-------- DATA TO USE

//! Agent profile: config shape and validation.

use crate::agent::broadcast::{BroadcastAgent, BroadcastConfig};
use crate::agent::passes::{PassesAgent, PassesConfig};
use crate::agent::Agent;
use crate::error::BotError;
use serde::{Deserialize, Serialize};

/// Per-agent configuration, tagged by `kind`.
#[derive(Debug, Clone, Serialize, Deserialize)]
#[serde(tag = "kind", rename_all = "lowercase")]
pub enum AgentConfig {
    Broadcast(BroadcastConfig),
    Passes(PassesConfig),
}

impl AgentConfig {
    pub fn validate(&self) -> Result<(), String> {
        match self {
            AgentConfig::Broadcast(config) => config.validate(),
            AgentConfig::Passes(config) => config.validate(),
        }
    }

    pub fn build(&self, name: &str) -> Result<Box<dyn Agent>, BotError> {
        Ok(match self {
            AgentConfig::Broadcast(config) => Box::new(BroadcastAgent::new(name, config.clone())?),
            AgentConfig::Passes(config) => Box::new(PassesAgent::new(name, config.clone())?),
        })
    }
}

----------------

### [WORK INSTRUCTION]
Each record above should be output again exactly.

### [RESPONSE TO THIS TASK]
//! Agent profile: config shape and validation.

use crate::agent::broadcast::{BroadcastAgent, BroadcastConfig};
use crate::agent::passes::{PassesAgent, PassesConfig};
use crate::agent::Agent;
use crate::error::BotError;
use serde::{Deserialize, Serialize};

/// Per-agent configuration, tagged by `kind`.
#[derive(Debug, Clone, Serialize, Deserialize)]
#[serde(tag = "kind", rename_all = "lowercase")]
pub enum AgentConfig {
    Broadcast(BroadcastConfig),
    Passes(PassesConfig),
}

impl AgentConfig {
    pub fn validate(&self) -> Result<(), String> {
        match self {
            AgentConfig::Broadcast(config) => config.validate(),
            AgentConfig::Passes(config) => config.validate(),
        }
    }

    pub fn build(&self, name: &str) -> Result<Box<dyn Agent>, BotError> {
        Ok(match self {
            AgentConfig::Broadcast(config) => Box::new(BroadcastAgent::new(name, config.clone())?),
            AgentConfig::Passes(config) => Box::new(PassesAgent::new(name, config.clone())?),
        })
    }
}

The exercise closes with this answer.